Tools such as PyTorch's DataLoader can efficiently collate multiple inputs into a batch.


This is something that infuriates me about formal mathematics (and CS, for that matter): they don't just use the words people already know! They have to make up new words, sometimes even entirely new symbols, that often just mean the same thing as something else. And then the literature becomes entirely inaccessible unless you've learned this secret code. The bottleneck becomes translation, instead of understanding.


I agree with you. Fields like graph theory and set theory are fun once you wrap your head around the symbols, but I remember having a lot of trouble with both as a teenager.


"Whereas CS arrays tend to be 1 dimensional, and sometimes 2 dimensional, tensors can be as many dimensions as you need."

You can have arrays of as many dimensions as you need in many (most?) programming languages.

Is there some other difference between tensors and arrays?

Or is it just the math term for multidimensional array?


Essentially the same difference between vectors and arrays. A vector is an element of a vector space. A vector can be represented as a coordinate array in a basis, but it is not the coord array. Consider the vector 1 + x + x^2 you might use the canonical basis for polynomials {1, x, xx, xxx, ...} and then the coordinate vector is [1 1 1]. The coordinate and the basis represent the polynomial.
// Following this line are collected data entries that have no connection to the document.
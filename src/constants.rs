//! Default thresholds and limits for dominant-color analysis
//!
//! This module contains compile-time constants for the analysis pipeline.
//! All of them can be overridden at runtime through [`crate::AnalysisConfig`].

/// Pixel retention and ranking thresholds
pub mod thresholds {
    /// Minimum alpha value (exclusive) for a pixel to be retained.
    ///
    /// Pixels with `alpha <= ALPHA_THRESHOLD` are dropped from all
    /// downstream computation.
    pub const ALPHA_THRESHOLD: u8 = 10;

    /// Fraction of ranked colors (smallest aggregate distance first) used
    /// for the inverse-distance weighted dominant color.
    pub const TOP_FRACTION: f64 = 0.02;

    /// Fraction of ranked colors kept for the outlier-trimmed statistics
    /// bundle.
    pub const TRIMMED_FRACTION: f64 = 0.80;

    /// Aggregate distances below this floor are clamped before inversion,
    /// so weights never exceed `1.0 / WEIGHT_DISTANCE_FLOOR`.
    pub const WEIGHT_DISTANCE_FLOOR: f64 = 1.0;
}

/// Performance tuning parameters
pub mod performance {
    /// Minimum `distinct_colors * retained_pixels` product before the
    /// aggregator shards distinct colors across rayon workers. Below this
    /// the sequential loop wins on thread-pool overhead.
    pub const PARALLEL_MIN_WORK: u64 = 1 << 22;
}

/// Statistical analysis parameters
pub mod statistics {
    /// Minimum sample size for a defined bias-adjusted skewness
    pub const MIN_SKEWNESS_SAMPLES: usize = 3;

    /// Minimum sample size for a defined excess kurtosis
    pub const MIN_KURTOSIS_SAMPLES: usize = 4;
}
But the polynomial isn't a list of numbers.

A matrix is the coefficient list of a linear transformation, but it is not the transformation. The derivative operator is a linear transformation. It's representation as a matrix is just coordinates. But the operator is clearly more than that.

A tensor can be written down and you can compute with the components, but the tensor itself is the basis independent transformation. Not a list of components.


I didn't mean to imply you couldn't have an n-dimensional array in many programming languages. Just that it's usually not what's done when designing programs. I think many would prefer to make some kind of object to encapsulate the data type (an RGB struct for my example) instead of making arrays of arrays of arrays of (double/float/uint8).

For the literal definition between a mathematical 'tensor' and a (e.g.) PyTorch 'tensor' (which, from reading the other comments here, are not the same thing), I leave that to other commenters. I'm just someone learning PyTorch and sharing my knowledge.

The practical engineering difference between a PyTorch tensor and Python array is that PyTorch comes with tons of math & utility functions that support n-dimensions and are differentiable, whereas the builtin Python arrays and math utilities don't do much, if any, of that.


This helps. Thank you. Any advice on where to look to understand why the word tensor was used?


A Tensor is a mathematical object for symbolic manipulation of relationships between other objects that belong in conceptually similar universes or spaces. Literature on Deep Learning, like Goodfellow, call for the CS-minded reader to just assume it's a fancy word for a matrix of more than two dimensions. That makes matters confusing because mathematically you could have scalar or vectorial tensors. The classic mathematical definition puts more restrictions on the "shape" of the "matrix" by requiring certain properties so that it can create a symbolic language for a tensor calculus. Then you can study how the relationships change as variables on the universes or spaces change.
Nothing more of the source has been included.